Being a pastor can be lonely. You face challenges that most people do not understand. When you meet those challenges, it can be tricky, if not impossible, to talk openly about them with those in your congregation. To make it more difficult, it is not uncommon to be kept at arm’s length by those in your community. This reality often leads pastors to feel like they are on an island. Before you even realize it, you have become isolated. Because of how dangerous this is, pastors should put significant effort into avoiding pastoral isolation.
We will post another article on how to avoid pastoral isolation at another time, but for now, here are four reasons pastoral isolation is dangerous.
You forget that you are not alone.
Several times in my ministry over the years, I developed a “woe is me” mindset. While far from the truth, I started believing the lie that no one else was facing what I was facing. I knew that other pastors had struggles, but surely none of them were as drastic as the ones I was facing. This mindset drove me deeper into my isolation. I began resisting fellowship with the few pastors that did reach out.
Fellowship with other pastors provides a reminder that others are facing the same challenges. It is a reminder to pray for other pastors and to do what I can to support them. Something about striving to help other pastors provides a new perspective on your challenges
You can get focused on building your kingdom.

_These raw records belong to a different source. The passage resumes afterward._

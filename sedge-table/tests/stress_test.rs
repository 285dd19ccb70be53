//! Multi-writer stress: shared containers under 8 threads, verified after join.

use rand::seq::SliceRandom;
use rand::thread_rng;
use sedge::RcuThread;
use sedge_table::{ConcurrentHashSet, ConcurrentStringMap};
use std::sync::Arc;
use std::thread;

#[test]
#[cfg_attr(miri, ignore)]
fn eight_writers_fill_string_map() {
    const WRITERS: usize = 8;
    const KEYS_PER_WRITER: usize = 10_000;

    let map: Arc<ConcurrentStringMap<usize>> = Arc::new(ConcurrentStringMap::new());

    let mut handles = vec![];
    for t in 0..WRITERS {
        let map = map.clone();
        handles.push(thread::spawn(move || {
            let rcu = RcuThread::new();
            let mut guard = rcu.read_lock();
            let mut keys: Vec<usize> = (0..KEYS_PER_WRITER).collect();
            keys.shuffle(&mut thread_rng());
            for i in keys {
                let n = t * KEYS_PER_WRITER + i;
                map.insert_if_absent(&mut guard, &format!("key-{n}"), n);
            }
        }));
    }
    for h in handles {
        h.join().unwrap();
    }

    assert_eq!(map.len(), WRITERS * KEYS_PER_WRITER);

    let rcu = RcuThread::new();
    let guard = rcu.read_lock();
    for n in 0..WRITERS * KEYS_PER_WRITER {
        assert_eq!(map.get(&guard, &format!("key-{n}")), n);
    }
}

#[test]
#[cfg_attr(miri, ignore)]
fn contended_get_or_insert_agrees_on_payload() {
    const WRITERS: usize = 8;

    let map: Arc<ConcurrentStringMap<Box<ConcurrentHashSet>>> =
        Arc::new(ConcurrentStringMap::new());

    // All writers race to create the same few buckets, then record their
    // thread id in whichever payload won.
    let mut handles = vec![];
    for t in 0..WRITERS {
        let map = map.clone();
        handles.push(thread::spawn(move || {
            let rcu = RcuThread::new();
            let mut guard = rcu.read_lock();
            for bucket in 0..16 {
                let set = map.get_or_insert_default(&mut guard, &format!("bucket-{bucket}"));
                unsafe { &*set }.add(&mut guard, t);
            }
        }));
    }
    for h in handles {
        h.join().unwrap();
    }

    assert_eq!(map.len(), 16);

    let rcu = RcuThread::new();
    let guard = rcu.read_lock();
    for bucket in 0..16 {
        let set = map.get_or(&guard, &format!("bucket-{bucket}"), std::ptr::null_mut());
        assert!(!set.is_null());
        let set = unsafe { &*set };
        // Every writer's mark landed in the single surviving payload.
        assert_eq!(set.len(), WRITERS);
        for t in 0..WRITERS {
            assert!(set.includes(&guard, t));
        }
    }
}

#[test]
#[cfg_attr(miri, ignore)]
fn readers_race_growth() {
    const KEYS: usize = 20_000;

    let set = Arc::new(ConcurrentHashSet::with_capacity(32));

    let writer = {
        let set = set.clone();
        thread::spawn(move || {
            let rcu = RcuThread::new();
            let mut guard = rcu.read_lock();
            for key in 0..KEYS {
                assert!(set.add(&mut guard, key));
            }
        })
    };

    // Readers probe while the table is repeatedly rebuilt under them. A key
    // observed once must stay observable.
    let mut readers = vec![];
    for _ in 0..4 {
        let set = set.clone();
        readers.push(thread::spawn(move || {
            let rcu = RcuThread::new();
            let mut high_water = 0usize;
            for _ in 0..200 {
                let guard = rcu.read_lock();
                while high_water < KEYS && set.includes(&guard, high_water) {
                    high_water += 1;
                }
                for key in 0..high_water {
                    assert!(set.includes(&guard, key), "lost key {key}");
                }
                drop(guard);
            }
        }));
    }

    writer.join().unwrap();
    for r in readers {
        r.join().unwrap();
    }

    assert_eq!(set.len(), KEYS);
}
//! Sedge: user-space quiescent-state RCU for read-biased data structures.
//!
//! Readers enter a critical section on a per-thread handle and pay no atomic
//! read-modify-write on either entry or exit. Writers that retire memory call
//! [`synchronize_rcu`], which blocks until every critical section that was in
//! progress at the call has ended, after which the retired memory cannot be
//! reached by anyone.
//!
//! # Example
//!
//! ```rust
//! use sedge::{RcuCell, RcuThread, synchronize_rcu};
//!
//! let rcu = RcuThread::new();
//! let cell = RcuCell::new(Box::into_raw(Box::new(41)));
//!
//! {
//!     let guard = rcu.read_lock();
//!     let shared = cell.load(&guard);
//!     // Valid until the guard drops, even if a writer swaps concurrently.
//!     assert_eq!(unsafe { *shared.deref() }, 41);
//! }
//!
//! // Writer side: swap and free the old value after a grace period.
//! cell.swap_and_reclaim(Box::into_raw(Box::new(42)), |old| unsafe {
//!     drop(Box::from_raw(old));
//! });
//! # let guard = rcu.read_lock();
//! # assert_eq!(unsafe { *cell.load(&guard).deref() }, 42);
//! # drop(guard);
//! # cell.swap_and_reclaim(core::ptr::null_mut(), |old| unsafe { drop(Box::from_raw(old)) });
//! ```
//!
//! # Non-goals
//!
//! There is no reclamation thread and no timeout: a reader that never leaves
//! its critical section blocks writers forever, and that is a bug in the
//! caller, not a condition this crate recovers from.

#![warn(missing_docs)]

mod cell;
mod rcu;
mod sync;

pub use cell::{RcuCell, Shared};
pub use rcu::{synchronize_rcu, with_ambient, RcuThread, ReadGuard};
//! Read-biased concurrent containers built on a shared RCU-protected,
//! geometrically-resizing backing array.
//!
//! Three containers share one growth machine:
//!
//! - [`ConcurrentList`]: append-only list with stable indices
//! - [`ConcurrentHashSet`]: open-addressing set of `usize` keys
//! - [`ConcurrentStringMap`]: open-addressing map keyed by owned strings
//!
//! All of them are grow-only within one logical dataset — there is no
//! per-entry deletion. Writers reserve slots with a CAS on a shared count;
//! when a container fills past its load factor, one writer doubles the
//! backing buffer under a mutex while readers keep using the old buffer
//! until a grace period retires it. Readers never block.
//!
//! Every operation takes a [`ReadGuard`](sedge::ReadGuard): reads borrow it,
//! mutations take it `&mut` because growth must briefly leave the critical
//! section to wait out the resize grace period.

#![warn(missing_docs)]

mod array;
mod list;
mod map;
mod set;
mod value;

pub use array::{ConcurrentArray, Owner};
pub use list::{ConcurrentList, ListEntry};
pub use map::{ConcurrentStringMap, MapEntry};
pub use set::{ConcurrentHashSet, SetIter, EMPTY_KEY};
pub use value::SlotValue;
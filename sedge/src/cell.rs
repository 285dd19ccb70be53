//! RCU-protected pointer cell.
//!
//! A single logical owner publishes replacement pointers; any number of
//! readers load the current pointer inside a critical section. Freeing an
//! old pointee is always preceded by a grace period, so a reader can keep
//! dereferencing whatever it loaded until its guard drops.

use crate::rcu::{synchronize_rcu, ReadGuard};
use std::marker::PhantomData;
use std::ptr;
use std::sync::atomic::{AtomicPtr, Ordering};

/// An atomic pointer published with release ordering and read under a guard.
///
/// The cell itself does not own the pointee; the owner decides when to
/// replace and reclaim via [`swap_and_reclaim`](RcuCell::swap_and_reclaim)
/// or an explicit store + [`synchronize_rcu`] sequence.
pub struct RcuCell<T> {
    ptr: AtomicPtr<T>,
}

// SAFETY: the cell hands out raw pointers; whether the pointee may be shared
// across threads is the owner's contract.
unsafe impl<T: Send + Sync> Send for RcuCell<T> {}
unsafe impl<T: Send + Sync> Sync for RcuCell<T> {}

impl<T> RcuCell<T> {
    /// Create a cell holding `ptr`.
    #[inline]
    pub fn new(ptr: *mut T) -> Self {
        Self {
            ptr: AtomicPtr::new(ptr),
        }
    }

    /// Create a null cell.
    #[inline]
    pub fn null() -> Self {
        Self::new(ptr::null_mut())
    }

    /// Load the current pointer inside a critical section.
    ///
    /// The pointee's publication stores happen-before this load (the store
    /// side uses release). Consume ordering would suffice; Rust offers
    /// acquire, which is stronger.
    #[inline]
    pub fn load<'g>(&self, _guard: &'g ReadGuard<'_>) -> Shared<'g, T> {
        Shared {
            ptr: self.ptr.load(Ordering::Acquire),
            _marker: PhantomData,
        }
    }

    /// Load the current pointer as the owning writer.
    ///
    /// Relaxed: the owner is the only thread that stores, so it already
    /// knows the latest value it published.
    #[inline]
    pub fn load_owner(&self) -> *mut T {
        self.ptr.load(Ordering::Relaxed)
    }

    /// Publish a new pointer with release ordering.
    ///
    /// The previous pointee stays reachable by readers; the caller must run
    /// a grace period before freeing it.
    #[inline]
    pub fn store(&self, new: *mut T) {
        self.ptr.store(new, Ordering::Release);
    }

    /// Publish `new`, wait one grace period, then hand the old pointer to
    /// `reclaim`.
    ///
    /// Must not be called inside a critical section on the same thread (the
    /// grace period would wait on the caller's own section).
    pub fn swap_and_reclaim(&self, new: *mut T, reclaim: impl FnOnce(*mut T)) {
        let old = self.ptr.swap(new, Ordering::AcqRel);
        synchronize_rcu();
        reclaim(old);
    }
}

/// A pointer loaded from an [`RcuCell`], valid while the guard lives.
pub struct Shared<'g, T> {
    ptr: *mut T,
    _marker: PhantomData<&'g ReadGuard<'g>>,
}

impl<'g, T> Shared<'g, T> {
    /// The raw pointer.
    #[inline]
    pub fn as_raw(&self) -> *mut T {
        self.ptr
    }

    /// Whether the pointer is null.
    #[inline]
    pub fn is_null(&self) -> bool {
        self.ptr.is_null()
    }

    /// Dereference without a null check.
    ///
    /// # Safety
    ///
    /// The pointer must be non-null and the pointee must have been published
    /// through the cell (so its initialisation happens-before the load).
    #[inline]
    pub unsafe fn deref(&self) -> &'g T {
        // SAFETY: caller guarantees non-null and publication.
        unsafe { &*self.ptr }
    }

    /// Convert to an optional reference.
    ///
    /// # Safety
    ///
    /// Same contract as [`deref`](Shared::deref), minus the null check.
    #[inline]
    pub unsafe fn as_ref(&self) -> Option<&'g T> {
        if self.is_null() {
            None
        } else {
            // SAFETY: checked non-null; caller guarantees publication.
            unsafe { Some(&*self.ptr) }
        }
    }
}

impl<T> Clone for Shared<'_, T> {
    fn clone(&self) -> Self {
        *self
    }
}

impl<T> Copy for Shared<'_, T> {}

impl<T> core::fmt::Debug for Shared<'_, T> {
    fn fmt(&self, f: &mut core::fmt::Formatter<'_>) -> core::fmt::Result {
        write!(f, "Shared({:p})", self.ptr)
    }
}
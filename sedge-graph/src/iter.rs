//! Snapshot iterators over node-id collections.

use sedge::ReadGuard;
use sedge_table::{ConcurrentHashSet, ConcurrentList, EMPTY_KEY};
use std::ptr;
use std::sync::atomic::{AtomicUsize, Ordering};

/// Iterator over node ids from a hash-set or list snapshot.
///
/// The iterator pins no memory of its own: it walks the buffer that was
/// current when it was created and must be drained inside the same
/// read-side critical section. Holding it across the end of the section is
/// undefined behaviour — this is the C surface's iterator object; Rust
/// callers wanting a lifetime-checked view should use
/// [`ConcurrentHashSet::iter`] instead.
///
/// Empty-slot sentinels are skipped; the C-facing
/// [`next_id`](NodeIter::next_id) reports exhaustion as -1.
pub struct NodeIter {
    cursor: *const AtomicUsize,
    remaining: usize,
}

impl NodeIter {
    /// An iterator over nothing.
    pub fn empty() -> Self {
        Self {
            cursor: ptr::null(),
            remaining: 0,
        }
    }

    /// Snapshot the slots of `set`.
    pub fn from_set(set: &ConcurrentHashSet, guard: &ReadGuard<'_>) -> Self {
        let (cursor, remaining) = set.as_raw_parts(guard);
        Self { cursor, remaining }
    }

    /// Snapshot the published entries of `list`.
    pub fn from_list(list: &ConcurrentList<usize>, guard: &ReadGuard<'_>) -> Self {
        let (entries, remaining) = list.as_raw_parts(guard);
        Self {
            // SAFETY-relevant layout: a published ListEntry<usize> is a
            // transparent usize cell, readable as a relaxed atomic word.
            cursor: entries.cast::<AtomicUsize>(),
            remaining,
        }
    }

    /// Next node id, or None when exhausted.
    #[allow(clippy::should_implement_trait)]
    pub fn next(&mut self) -> Option<usize> {
        while self.remaining > 0 {
            // SAFETY: cursor stays within the snapshot taken under the
            // caller's still-open critical section.
            let value = unsafe { (*self.cursor).load(Ordering::Relaxed) };
            self.cursor = unsafe { self.cursor.add(1) };
            self.remaining -= 1;
            if value != EMPTY_KEY {
                return Some(value);
            }
        }
        None
    }

    /// C-style advance: next node id, or -1 when exhausted.
    pub fn next_id(&mut self) -> isize {
        match self.next() {
            Some(id) => id as isize,
            None => -1,
        }
    }
}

To be fair, it’s possible to do this even when you spend time with other pastors. However, I think it is easier to fall into this trap when you are isolated. Spending time with other pastors has often provided the opportunity to discuss ways of partnering together to advance God’s kingdom. The more time I have spent with leaders from other churches, the more I care about the global church’s growth, not just my church’s growth.
You can miss out on giving and receiving encouragement and support.
Let’s face it, we all need encouragement and support. When we are isolated from other pastors, we not only miss out on the opportunity to receive the encouragement and support that we so desperately need, but we also miss out on the opportunity to give it to others.
What would happen if we all intentionally reached out to another pastor this week to encourage them? Perhaps there would be less pastoral burnout, fewer moral failures, and fewer pastoral resignations.
You may miss out on some great ideas.
Some of the greatest things I have implemented in my 20 years of church ministry have been ideas from others. By avoiding pastoral isolation, you will benefit from the collective wisdom, experience, and creativity that a group of pastors can provide.
I am convinced that one of Satan’s strategies is to keep pastors isolated. We will not overcome this accidentally. We must intentionally work to fellowship with each other, be willing to encourage each other, and look for ways to work together. Doing these things will keep us from traveling down the road of pastoral isolation.